I've made some bold moves since my husband abandoned our family. In the seven months he's been gone, I've finished two externs at school, graduated college at 44 years old, sold every thing I owned and moved my sons and I 11 hours from what we knew. I started a new job doing what I spent two years in school learning, I found my sons and I a new place to live, furnished it entirely how WE wanted it. I've become financially and mentally independent from my husband. 
And now I'm finishing what I started. I've given my husband every chance to come back to us...let him know the door was open and he never walked through, so now I'm closing it. Do I still have days where I wish he would of come back...yes....do I walk out of work at night and have the quickest of moments thinking he might just show up...be there...yep...far too often. Am I going to let that stop me from moving forward...no way. 

Wish me luck tmw that I keep my strength.
Hugs


----------



## angelpixie (Mar 2, 2012)

Good luck. It is inspiring to read your post. I am close to filing, too -- just getting the last of the settlement written up. 

I am trying to learn Radical Acceptance, which sounds a lot like what you have. Accepting what you've been handed, knowing you don't like it, and you can't change it, but learning how to deal with it in the best possible way. It's really hard!! But you sound very strong. Good for you on all you've accomplished in such a short time!


----------



## Frostflower (Jul 22, 2012)

I second Angelpixie's admiration for what you have accomplished (wow!) and her good wishes for tomorrow.


----------



## Sunshine33 (Aug 4, 2012)

Good for you Melissa, you should be very proud of yourself!

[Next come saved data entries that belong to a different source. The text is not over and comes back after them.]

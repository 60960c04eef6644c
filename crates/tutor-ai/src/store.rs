//! Keyed store of live sessions for hosts that serve several conversations.
//!
//! Each session sits behind its own mutex, so submissions to one session are
//! serialised while different sessions proceed independently.

use std::collections::HashMap;
use std::sync::Arc;

use tokio::sync::{Mutex, RwLock};
use tracing::info;
use tutor_common::SessionId;

use crate::{Session, SubmitOutcome, Turn};

/// Thread-safe session store.
#[derive(Clone, Default)]
pub struct SessionStore {
    sessions: Arc<RwLock<HashMap<SessionId, Arc<Mutex<Session>>>>>,
}

impl SessionStore {
    pub fn new() -> Self {
        Self::default()
    }

    /// Take ownership of `session` and return its key.
    pub async fn insert(&self, session: Session) -> SessionId {
        let id = SessionId::new();
        self.sessions
            .write()
            .await
            .insert(id.clone(), Arc::new(Mutex::new(session)));
        info!(session_id = %id, "Session registered");
        id
    }

    async fn get(&self, id: &SessionId) -> Option<Arc<Mutex<Session>>> {
        self.sessions.read().await.get(id).cloned()
    }

    /// Submit to one session. `None` if the key is unknown.
    pub async fn submit(&self, id: &SessionId, message: impl Into<String>) -> Option<SubmitOutcome> {
        let session = self.get(id).await?;
        let mut session = session.lock().await;
        Some(session.submit(message).await)
    }

    /// Copy of one session's transcript.
    pub async fn history(&self, id: &SessionId) -> Option<Vec<Turn>> {
        let session = self.get(id).await?;
        let history = session.lock().await.history();
        Some(history)
    }

    /// Clear one session's transcript. Returns false if the key is unknown.
    pub async fn reset(&self, id: &SessionId) -> bool {
        match self.get(id).await {
            Some(session) => {
                session.lock().await.reset();
                true
            }
            None => false,
        }
    }

    /// Discard a session. Returns true if it existed.
    pub async fn remove(&self, id: &SessionId) -> bool {
        let removed = self.sessions.write().await.remove(id).is_some();
        if removed {
            info!(session_id = %id, "Session removed");
        }
        removed
    }

    pub async fn contains(&self, id: &SessionId) -> bool {
        self.sessions.read().await.contains_key(id)
    }

    /// Number of live sessions.
    pub async fn count(&self) -> usize {
        self.sessions.read().await.len()
    }
}
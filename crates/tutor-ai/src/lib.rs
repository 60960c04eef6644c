//! Conversation engine for the learning tutor.
//!
//! Provides:
//! - A `Session` that owns the transcript and replays it, together with the
//!   fixed tutoring instruction, on every backend call
//! - Anthropic and OpenAI backend adapters behind the `AiClient` trait
//! - Token usage tracking
//! - Plain-text transcript export
//! - A keyed `SessionStore` for hosts serving several conversations

pub mod anthropic;
pub mod export;
mod http;
pub mod instruction;
pub mod openai;
pub mod session;
pub mod store;
pub mod token_tracker;
pub mod transcript;

use async_trait::async_trait;

pub use anthropic::{AnthropicClient, AnthropicConfig};
pub use instruction::{OPENING_MESSAGE, TUTOR_INSTRUCTION};
pub use openai::{OpenAiClient, OpenAiConfig};
pub use session::{RequestOptions, Session, SessionConfig, SubmitOutcome};
pub use store::SessionStore;
pub use token_tracker::TokenTracker;
pub use transcript::{Speaker, Turn};

/// A hosted language model that produces the next assistant turn.
#[async_trait]
pub trait AiClient: Send + Sync {
    /// Send the instruction plus the whole transcript, returning the reply text.
    async fn send_turn(&self, instruction: &str, transcript: &[Turn])
        -> Result<AiResponse, AiError>;
}

#[derive(Debug, Clone)]
pub struct AiResponse {
    pub content: String,
    pub usage: TokenUsage,
}

#[derive(Debug, Clone, Copy, Default, PartialEq, Eq)]
pub struct TokenUsage {
    pub input_tokens: u64,
    pub output_tokens: u64,
}

impl TokenUsage {
    pub fn total_tokens(&self) -> u64 {
        self.input_tokens.saturating_add(self.output_tokens)
    }
}

#[derive(Debug, thiserror::Error)]
pub enum AiError {
    #[error("API error: {0}")]
    ApiError(String),
    #[error("Rate limited")]
    RateLimited,
    #[error("Network error: {0}")]
    NetworkError(String),
    #[error("Parse error: {0}")]
    ParseError(String),
    #[error("Timeout")]
    Timeout,
}

#[cfg(test)]
mod tests {
    use super::*;

    #[test]
    fn total_tokens_saturates() {
        let usage = TokenUsage {
            input_tokens: u64::MAX,
            output_tokens: 5,
        };
        assert_eq!(usage.total_tokens(), u64::MAX);
    }

    #[test]
    fn ai_error_display() {
        assert_eq!(AiError::RateLimited.to_string(), "Rate limited");
        assert_eq!(
            AiError::ApiError("HTTP 401 Unauthorized: bad key".into()).to_string(),
            "API error: HTTP 401 Unauthorized: bad key"
        );
        assert_eq!(AiError::Timeout.to_string(), "Timeout");
    }
}
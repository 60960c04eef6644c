//! Configuration schema types for the tutor.
//!
//! All structs use `serde(default)` so partial configs work correctly.

mod provider;
mod request;
mod system;

pub use provider::*;
pub use request::*;
pub use system::*;

use serde::{Deserialize, Serialize};

/// Current config schema version.
pub const CONFIG_SCHEMA_VERSION: u32 = 1;

/// Root configuration.
#[derive(Debug, Clone, Serialize, Deserialize, Default)]
#[serde(default)]
pub struct TutorConfig {
    pub provider: ProviderConfig,
    pub request: RequestConfig,
    pub export: ExportConfig,
    pub display: DisplayConfig,
    pub logging: LoggingConfig,
}
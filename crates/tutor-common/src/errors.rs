use std::path::PathBuf;

use crate::Backend;

/// Configuration problems, raised before any network interaction.
#[derive(Debug, thiserror::Error)]
pub enum ConfigError {
    #[error("config file not found: {0}")]
    FileNotFound(PathBuf),

    #[error("config parse error: {0}")]
    ParseError(String),

    #[error("config validation error: {0}")]
    ValidationError(String),

    #[error("{} API key not found", .0.label())]
    MissingCredential(Backend),

    #[error("{} API key contains characters that cannot be sent in a header", .0.label())]
    InvalidCredential(Backend),

    #[error("unknown backend '{0}' (expected 'anthropic' or 'openai')")]
    UnknownBackend(String),

    #[error("failed to build HTTP client: {0}")]
    Client(String),
}

#[derive(Debug, thiserror::Error)]
pub enum TutorError {
    #[error(transparent)]
    Config(#[from] ConfigError),

    #[error(transparent)]
    Io(#[from] std::io::Error),
}
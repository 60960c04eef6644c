pub mod backend;
pub mod errors;
pub mod id;

pub use backend::Backend;
pub use errors::{ConfigError, TutorError};
pub use id::{new_id, SessionId};
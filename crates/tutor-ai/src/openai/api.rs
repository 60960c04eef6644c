//! AiClient trait implementation for OpenAiClient.

use async_trait::async_trait;
use tracing::debug;

use crate::{http, AiClient, AiError, AiResponse, Turn};

use super::client::OpenAiClient;

#[async_trait]
impl AiClient for OpenAiClient {
    async fn send_turn(
        &self,
        instruction: &str,
        transcript: &[Turn],
    ) -> Result<AiResponse, AiError> {
        let body = self.build_request_body(instruction, transcript);

        debug!(model = %self.config.model, turns = transcript.len(), "OpenAI API request");

        let response = self
            .http
            .post(&self.config.base_url)
            .bearer_auth(&self.config.api_key)
            .header("content-type", "application/json")
            .json(&body)
            .send()
            .await
            .map_err(http::transport_error)?;

        let response = http::check_status(response).await?;
        let json = http::read_json(response).await?;

        self.parse_response(json)
    }
}
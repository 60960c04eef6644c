//! Anthropic Messages API adapter.
//!
//! The fixed instruction travels in the top-level `system` field and the
//! transcript in `messages` (https://api.anthropic.com/v1/messages).

mod api;
mod client;
mod config;

pub use client::AnthropicClient;
pub use config::AnthropicConfig;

And you are such a great role model for your boys. I don't know how old they are, but I can only imagine that someday when they are old enough if they aren't already, they will look at you with such admiration and respect for your strength and ability to persevere. Your STBXH sounds like a very foolish man. wishing you are able to see your own strength tomorrow!


----------



## melissa68 (Feb 10, 2012)

Today was good...got off work and went to pay for the filing fees. One moment of sadness and I turned it off quickly...no more tears for someone that doesn't even acknowledge I'm still alive.
I have to call tmw and find out how to serve him since we are in different states now...then I'll hold my breath for the next 20 days and hope he continues to ignore us.

Oh a brighter note I took my boys school shopping after and that cheered me up. My littlest one is starting kindergarten this year....he's so excited and it was so fun picking out all his first school things.


----------



## angelpixie (Mar 2, 2012)

I hope I can do that when it's my turn! Good for you. And I remember when my DS was going to kindergarten. They are so cute then!


----------



## melissa68 (Feb 10, 2012)

angelpixie said:


> I hope I can do that when it's my turn! Good for you. And I remember when my DS was going to kindergarten. They are so cute then!


You can do it angel! YOU are an amazing person and deserve far more than you've gotten in your marriage. When the time comes hold your head up high and know that he is the one losing out. No matter what he spouts out to you and to everyone else at some point each night he has to be alone with himself and know that he lied and cheated and hurt someone who wanted to do nothing but love him. Can't feel too good....

Hugs! You're stronger than you believe....we all are!


----------



## Frostflower (Jul 22, 2012)

Glad you had a good day, Melissa. The only way from here on is up!

It broke my heart when each one of mine started Kindergarten. I hated to see them growing away from me. Not that I was overprotective or anything. Its just that starting school is such a huge milestone.


----------